FIG. 5 compares the performance curves of the stabilizer 50 having the bending portion 52 of the conventional single curvature radius with the stabilizer 50 having the bending portion 52 'of the double curvature radius of the present invention. As shown in the graph, it can be seen that the present invention significantly improves the performance of the present invention as shown in the drawing, which means that the amount of air is greatly increased.

FIG. 6 is an experimental result for deriving the discharge area formed by the stabilizer 50 and the rear guide 40, and the width between the stabilizer 50 and the rear guide 40 constituting the discharge area crosswise. When the fan 30 is 55% of the diameter, the maximum performance curve is shown. However, when the width is more than 55% of the diameter of the crossflow fan 30, a large portion of the discharge flow hits the stabilizer 50, and thus a 45-55% value, which is 50% of the diameter of the crossflow fan 30, is increased. It is determined to be optimal.

7, 8 shows the change in the discharge flow according to the change in the angle of the diffuser, as shown in this, when the angle of the diffuser is 5 °, the phenomenon that the discharge flow hits the stabilizer 50 is severe, When the angle of the diffuser is 15 °, the discharge flow is formed smoothly. That is, it can be seen that when the angle of the diffuser is 15 °, it is excellent.

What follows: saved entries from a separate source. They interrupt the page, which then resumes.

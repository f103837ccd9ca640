//! # Warden Config - Configuration Management
//!
//! Handles configuration loading from files and environment variables.

pub mod logging;

use std::path::Path;

use config::{Config as ConfigBuilder, ConfigError, Environment, File};
use serde::{Deserialize, Serialize};

#[derive(Debug, Clone, Default, Serialize, Deserialize)]
pub struct Config {
    #[serde(default)]
    pub store: StoreConfig,
    #[serde(default)]
    pub cache: CacheConfig,
    #[serde(default)]
    pub observability: ObservabilityConfig,
    /// Scope namespacing cache and assignment data, when multi-tenant.
    #[serde(default)]
    pub scope: Option<String>,
}

#[derive(Debug, Clone, Serialize, Deserialize)]
pub struct StoreConfig {
    #[serde(default = "default_backend")]
    pub backend: String,

    pub connection_string: Option<String>,
}

impl Default for StoreConfig {
    fn default() -> Self {
        Self { backend: default_backend(), connection_string: None }
    }
}

fn default_backend() -> String {
    "memory".to_string()
}

#[derive(Debug, Clone, Serialize, Deserialize)]
pub struct CacheConfig {
    #[serde(default = "default_cache_enabled")]
    pub enabled: bool,

    #[serde(default = "default_cache_max_capacity")]
    pub max_capacity: u64,
}

impl Default for CacheConfig {
    fn default() -> Self {
        Self { enabled: default_cache_enabled(), max_capacity: default_cache_max_capacity() }
    }
}

fn default_cache_enabled() -> bool {
    true
}

fn default_cache_max_capacity() -> u64 {
    10_000
}

#[derive(Debug, Clone, Serialize, Deserialize)]
pub struct ObservabilityConfig {
    #[serde(default = "default_log_level")]
    pub log_level: String,
}

impl Default for ObservabilityConfig {
    fn default() -> Self {
        Self { log_level: default_log_level() }
    }
}

fn default_log_level() -> String {
    "info".to_string()
}

impl Config {
    pub fn validate(&self) -> Result<(), ConfigError> {
        match self.store.backend.as_str() {
            "memory" => Ok(()),
            other => Err(ConfigError::Message(format!("unknown store backend: {other}"))),
        }
    }
}

/// Load configuration from an optional file, with `WARDEN`-prefixed
/// environment overrides (e.g. `WARDEN_CACHE__ENABLED=false`).
pub fn load<P: AsRef<Path>>(path: P) -> Result<Config, ConfigError> {
    let builder = ConfigBuilder::builder()
        .add_source(File::from(path.as_ref()).required(false))
        .add_source(Environment::with_prefix("WARDEN").separator("__"))
        .build()?;

    builder.try_deserialize()
}

/// Load configuration with defaults on any failure.
pub fn load_or_default<P: AsRef<Path>>(path: P) -> Config {
    load(path).unwrap_or_default()
}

As described above, the air conditioner indoor unit according to the present invention forms a bending portion of the stabilizer for dividing the suction area and the discharge area to have a double curvature radius and increases the air volume by setting the discharge area and the diffuser angle of the discharge port to an appropriate state. At the same time, by suppressing the generation of noise, the heat transfer amount is increased by increasing the air volume, thereby increasing the cooling / heating ability as well as improving the reliability of the product by reducing the noise.

Claims (4)

An indoor grill body is formed at an upper portion thereof, a discharge opening is formed at a lower portion thereof, and has a predetermined internal space, a heat exchanger installed inside the indoor unit body so as to be located in front of the suction grill, and generates cold air. A cross flow fan installed inside the body of the indoor unit to be positioned at the lower side to generate a vortex flow, a rear guide for restoring the dynamic pressure formed by the cross flow fan to a constant static pressure, and a discharge port side of the indoor unit body to be located at the impeller side of the cross flow fan. An air conditioner indoor unit comprising: a stabilizer installed at and configured to form an air discharge passage together with the rear guide; A second curvature radius is formed to be bent to have a predetermined radius of curvature after the guide surface portion is formed so that the stabilizer has a predetermined area from the discharge port side to the impeller side of the crossflow fan, and the second curvature radius is followed by An air conditioner indoor unit, comprising: a first curvature radius portion formed to extend in a curvature radius smaller than the curvature radius of the second curvature radius portion and positioned closest to the crossflow fan impeller. The air conditioner indoor unit according to claim 1, wherein a radius of curvature of the first radius of curvature is in a range of 4 to 6 mm, and a radius of curvature of a second radius of curvature is in a range of 15 to 25 mm. The discharge cross-sectional area width formed by the vertical distance from the point where the stabilizer guide surface portion and the second curvature radius meets the rear guide surface is 45 to 55% of the crossflow fan impeller diameter. Air conditioner indoor unit. The air conditioner indoor unit according to claim 1, wherein a diffuser angle formed between the surface of the guide surface of the stabilizer and the surface of the rear guide is 10 ° to 20 °.